BCTGM “will continue to fight this short-sighted and destructive corporate strategy and do everything in our power to preserve good, middle-class union jobs,” he pledged. The union added in a later email that “officers and local unions are navigating the plant closings” on behalf of the hundreds of workers who will lose their jobs.

The Atlanta and Fairlawn closures harken back to Mondelēz’s shutdown of Oreo cookie production in Chicago. Before that shutdown, the food conglomerate declared it would keep the line open if the BCTGM local redid its contract to reduce wages and benefits for some 600 Oreo production line workers to near Mexican levels. When the workers refused, Mondelēz went ahead. The Chicago plant stopped producing Oreos, but still produces other snack foods.

BCTGM’s then-president David Durkee wrote to then-President Obama, also a Chicagoan, to ask him to intervene to stop the Chicago Oreo line closure and job loss. The old North American Free Trade Agreement encouraged moves to Mexico, BCTGM said then.

Obama did not publicly reply. Then-GOP presidential primary hopeful Donald Trump did. “Don’t buy Oreo cookies!” he urged crowds. A YouTube video posted by the Alliance for Retired Americans had a link showing consumers how to tell if Oreos—or other snack foods—are made in Mexico or in the United States. The story and the link, done after the Chicago closure, are still up. 

This time, Rep. Josh Gottheimer (D-N.J.), and three state lawmakers condemned the Fair Lawn shutdown, which is “leaving the community and 600 families in the lurch,” he said.

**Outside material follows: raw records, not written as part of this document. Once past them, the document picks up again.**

//! Deterministic hashing utilities for document trees
//!
//! Provides cross-process deterministic hashing using blake3. Subtree
//! fingerprints are the "shape signatures" the tree aligner uses to spot
//! identical siblings without a deep comparison.

use crate::attr;
use crate::node::{Element, Node};

// =============================================================================
// StableHasher - Builder Pattern
// =============================================================================

/// A deterministic hasher using blake3
///
/// Unlike `std::hash::Hasher`, this produces the same output across
/// process restarts for the same input.
pub struct StableHasher {
    inner: blake3::Hasher,
}

impl StableHasher {
    /// Create a new StableHasher
    #[inline]
    pub fn new() -> Self {
        Self {
            inner: blake3::Hasher::new(),
        }
    }

    /// Update with raw bytes
    #[inline]
    pub fn update(mut self, data: &[u8]) -> Self {
        self.inner.update(data);
        self
    }

    /// Update with a length-prefixed string
    #[inline]
    pub fn update_str(self, s: &str) -> Self {
        self.update_usize(s.len()).update(s.as_bytes())
    }

    /// Update with a u64 value (little-endian)
    #[inline]
    pub fn update_u64(self, v: u64) -> Self {
        self.update(&v.to_le_bytes())
    }

    /// Update with a usize value (little-endian, widened to 64 bits)
    #[inline]
    pub fn update_usize(self, v: usize) -> Self {
        self.update_u64(v as u64)
    }

    /// Finish and return the hash as u64
    ///
    /// Takes the first 8 bytes of blake3 output as little-endian u64.
    #[inline]
    pub fn finish(self) -> u64 {
        let hash = self.inner.finalize();
        let mut bytes = [0u8; 8];
        bytes.copy_from_slice(&hash.as_bytes()[..8]);
        u64::from_le_bytes(bytes)
    }
}

impl Default for StableHasher {
    fn default() -> Self {
        Self::new()
    }
}

// =============================================================================
// Subtree fingerprints
// =============================================================================

const KIND_ELEMENT: u8 = 0;
const KIND_TEXT: u8 = 1;
const KIND_COMMENT: u8 = 2;
const KIND_OTHER: u8 = 3;

/// Fingerprint of a whole subtree.
///
/// Equal subtrees (attribute order ignored) have equal fingerprints.
pub fn fingerprint(node: &Node) -> u64 {
    hash_node(StableHasher::new(), node).finish()
}

/// Fingerprint of an element subtree.
pub fn fingerprint_element(elem: &Element) -> u64 {
    hash_element(StableHasher::new(), elem).finish()
}

fn hash_node(hasher: StableHasher, node: &Node) -> StableHasher {
    match node {
        Node::Element(e) => hash_element(hasher, e),
        Node::Text(t) => hasher.update(&[KIND_TEXT]).update_str(&t.content),
        Node::Comment(c) => hasher.update(&[KIND_COMMENT]).update_str(c),
        Node::Other(o) => hasher.update(&[KIND_OTHER]).update_str(o),
    }
}

fn hash_element(hasher: StableHasher, elem: &Element) -> StableHasher {
    let mut hasher = hasher
        .update(&[KIND_ELEMENT])
        .update_str(&elem.tag)
        .update_usize(elem.attrs.len());
    for (name, value) in attr::sorted(&elem.attrs) {
        hasher = hasher.update_str(name).update_str(value);
    }
    hasher = hasher.update_usize(elem.children.len());
    for child in &elem.children {
        hasher = hash_node(hasher, child);
    }
    hasher
}
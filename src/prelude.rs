//! Prelude module for common imports.
//!
//! ```ignore
//! use html_tree_diff::prelude::*;
//! ```

// Node types
pub use crate::node::{tags, Children, Document, Element, Marker, Node, Stats, Text};

// Transform
pub use crate::transform::{
    distribute, distribute_at, fix_lists, fix_tables, DivsToParagraphs, FixLists, FixTables,
    IdentityTransform, Pipeline, Transform,
};

// Attributes
pub use crate::attr::{Attrs, AttrsExt};

// Algorithms
pub use crate::algo::{
    check_similarity, diff_text, diff_tokens, dom_diff, dom_diff_with_config, similarity_ratio,
    split_text, DiffConfig, DiffOutput, DiffStats, Edit, TextChange, Token, TokenKind,
};
pub use crate::hash::StableHasher;

// Entry points
pub use crate::diff::{diff, html_equal, DiffOptions, TOO_LARGE};
pub use crate::parse::{parse_html, parse_html_with, parse_text, ParseConfig};
pub use crate::render::{render_children, render_document, RenderConfig};

// Error
pub use crate::error::{DiffError, DiffResult};
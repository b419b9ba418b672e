//! Error types for html-tree-diff.
//!
//! The diff core is total; errors only come from location lookups and the
//! markup reader.

use thiserror::Error;

/// Errors that can occur outside the diff core.
#[derive(Debug, Error)]
pub enum DiffError {
    /// A location path index is out of range for its level
    #[error("no node at path {path:?}: index {index} out of range at depth {depth}")]
    LocationNotFound {
        /// The full path that was requested
        path: Vec<usize>,
        /// The offending child index
        index: usize,
        /// Depth (0-based) at which the lookup failed
        depth: usize,
    },

    /// The empty path names the root element, not a child node
    #[error("empty location path")]
    EmptyPath,

    /// The markup reader could not decode its input
    #[error("markup parse error: {0}")]
    Parse(String),
}

/// Result type alias for fallible html-tree-diff operations.
pub type DiffResult<T> = Result<T, DiffError>;

impl DiffError {
    /// Create a lookup error for `path`, failing at `depth`.
    pub fn not_found(path: &[usize], depth: usize) -> Self {
        Self::LocationNotFound {
            path: path.to_vec(),
            index: path[depth],
            depth,
        }
    }

    /// Create a parse error from any error type.
    pub fn parse(err: impl std::error::Error) -> Self {
        Self::Parse(err.to_string())
    }
}
//! Document processing pipeline.

use crate::node::Document;

use super::{IdentityTransform, Transform};

// =============================================================================
// Pipeline
// =============================================================================

/// Synchronous pipeline for document processing.
///
/// Wraps a `Document` and provides a fluent API for transformations.
///
/// # Example
///
/// ```ignore
/// use html_tree_diff::transform::{FixLists, FixTables, Pipeline};
///
/// let fixed = Pipeline::new(merged)
///     .pipe(FixLists)
///     .pipe(FixTables)
///     .into_inner();
/// ```
pub struct Pipeline {
    doc: Document,
}

impl Pipeline {
    /// Create a new pipeline from a document.
    #[inline]
    pub fn new(doc: Document) -> Self {
        Self { doc }
    }

    /// Apply a transform to the document.
    #[inline]
    pub fn pipe<T: Transform>(self, transform: T) -> Self {
        Self {
            doc: transform.transform(self.doc),
        }
    }

    /// Conditionally apply a transform.
    ///
    /// Only applies the transform if `condition` is true.
    ///
    /// # Example
    ///
    /// ```ignore
    /// Pipeline::new(doc)
    ///     .pipe_if(!plaintext, FixLists)
    ///     .into_inner()
    /// ```
    #[inline]
    pub fn pipe_if<T: Transform>(self, condition: bool, transform: T) -> Self {
        if condition {
            self.pipe(transform)
        } else {
            self.pipe(IdentityTransform)
        }
    }

    /// Inspect the document without consuming the pipeline.
    ///
    /// Useful for logging or debugging intermediate state.
    #[inline]
    pub fn inspect<F>(self, f: F) -> Self
    where
        F: FnOnce(&Document),
    {
        f(&self.doc);
        self
    }

    /// Get a reference to the underlying document.
    #[inline]
    pub fn document(&self) -> &Document {
        &self.doc
    }

    /// Consume the pipeline and return the document.
    #[inline]
    pub fn into_inner(self) -> Document {
        self.doc
    }
}

impl From<Document> for Pipeline {
    #[inline]
    fn from(doc: Document) -> Self {
        Self::new(doc)
    }
}

impl From<Pipeline> for Document {
    #[inline]
    fn from(pipeline: Pipeline) -> Self {
        pipeline.into_inner()
    }
}

#[cfg(test)]
mod tests {
    use super::*;
    use crate::node::Element;

    fn rename(tag: &'static str) -> impl FnOnce(&mut Document) {
        move |doc: &mut Document| doc.root.tag = tag.into()
    }

    #[test]
    fn test_pipe_order() {
        let doc = Pipeline::new(Document::new(Element::new("a")))
            .pipe(rename("b"))
            .pipe(rename("c"))
            .into_inner();
        assert_eq!(doc.root.tag, "c");
    }

    #[test]
    fn test_pipe_if() {
        let doc = Pipeline::new(Document::new(Element::new("a")))
            .pipe_if(false, rename("skipped"))
            .pipe_if(true, rename("then"))
            .into_inner();
        assert_eq!(doc.root.tag, "then");
    }

    #[test]
    fn test_inspect() {
        let mut count = 0;
        let pipeline = Pipeline::from(Document::new(Element::new("body").child(Element::new("p"))))
            .inspect(|doc| count = doc.element_count());
        assert_eq!(count, 2);
        assert_eq!(pipeline.document().root.tag, "body");
        assert_eq!(Document::from(pipeline).root.tag, "body");
    }
}
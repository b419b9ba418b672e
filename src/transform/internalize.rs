//! Markup internalization
//!
//! A `del` holding one structural element, directly followed by an `ins`
//! holding one element of the same kind, is read as "this item changed":
//!
//! ```text
//! <del><li>AAA</li></del><ins><li class="new">BBB</li></ins>
//!   => <li class="new"><del>AAA</del><ins>BBB</ins></li>
//! ```
//!
//! Anything else (more children, text, a different tag, another node in
//! between) leaves both markers as they are.

use crate::node::{Children, Element, Marker, Node};

/// Merge adjacent `del`/`ins` pairs around a single element tagged with one
/// of `tags`.
pub fn internalize(children: Children, tags: &[&str]) -> Children {
    let mut out = Children::with_capacity(children.len());
    let mut iter = children.into_iter().peekable();
    while let Some(node) = iter.next() {
        let Node::Element(mut del) = node else {
            out.push(node);
            continue;
        };
        let Some(old) = take_single(&mut del, Marker::Delete, tags) else {
            out.push(Node::Element(del));
            continue;
        };
        let new = iter
            .peek_mut()
            .and_then(Node::as_element_mut)
            .and_then(|ins| take_single(ins, Marker::Insert, tags));
        match new {
            Some(new) => {
                // Drop the emptied `ins`
                iter.next();
                out.push(Node::elem(merge(old, new)));
            }
            None => {
                del.push_elem(old);
                out.push(Node::Element(del));
            }
        }
    }
    out
}

/// Pop the only child of a `kind` marker, if it is an element in `tags`
fn take_single(marker: &mut Element, kind: Marker, tags: &[&str]) -> Option<Element> {
    let single = marker.marker() == Some(kind)
        && marker.only_child().and_then(Node::as_element).is_some_and(|e| e.is_any(tags));
    if !single {
        return None;
    }
    match marker.children.pop() {
        Some(Node::Element(elem)) => Some(*elem),
        other => {
            marker.children.extend(other);
            None
        }
    }
}

/// New element's tag and attributes, old and new content as markers
fn merge(old: Element, new: Element) -> Element {
    let Element { tag, attrs, children } = new;
    let mut merged = Element {
        tag,
        attrs,
        children: Children::new(),
    };
    merged.push_elem(Marker::Delete.wrap(old.children));
    merged.push_elem(Marker::Insert.wrap(children));
    merged
}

“These hardworking men and women literally just put their lives on the line during the pandemic, never missing a day so that Mondelēz could meet the skyrocketing demand for their products,” Gottheimer added. “It’s unfortunate the company didn’t consider the offer we presented to help them stay and rebuild their iconic facility and remain in the community. We will all miss the smell of the fresh-baked Oreos and other cookies that has wafted through Fair Lawn for the past six decades.”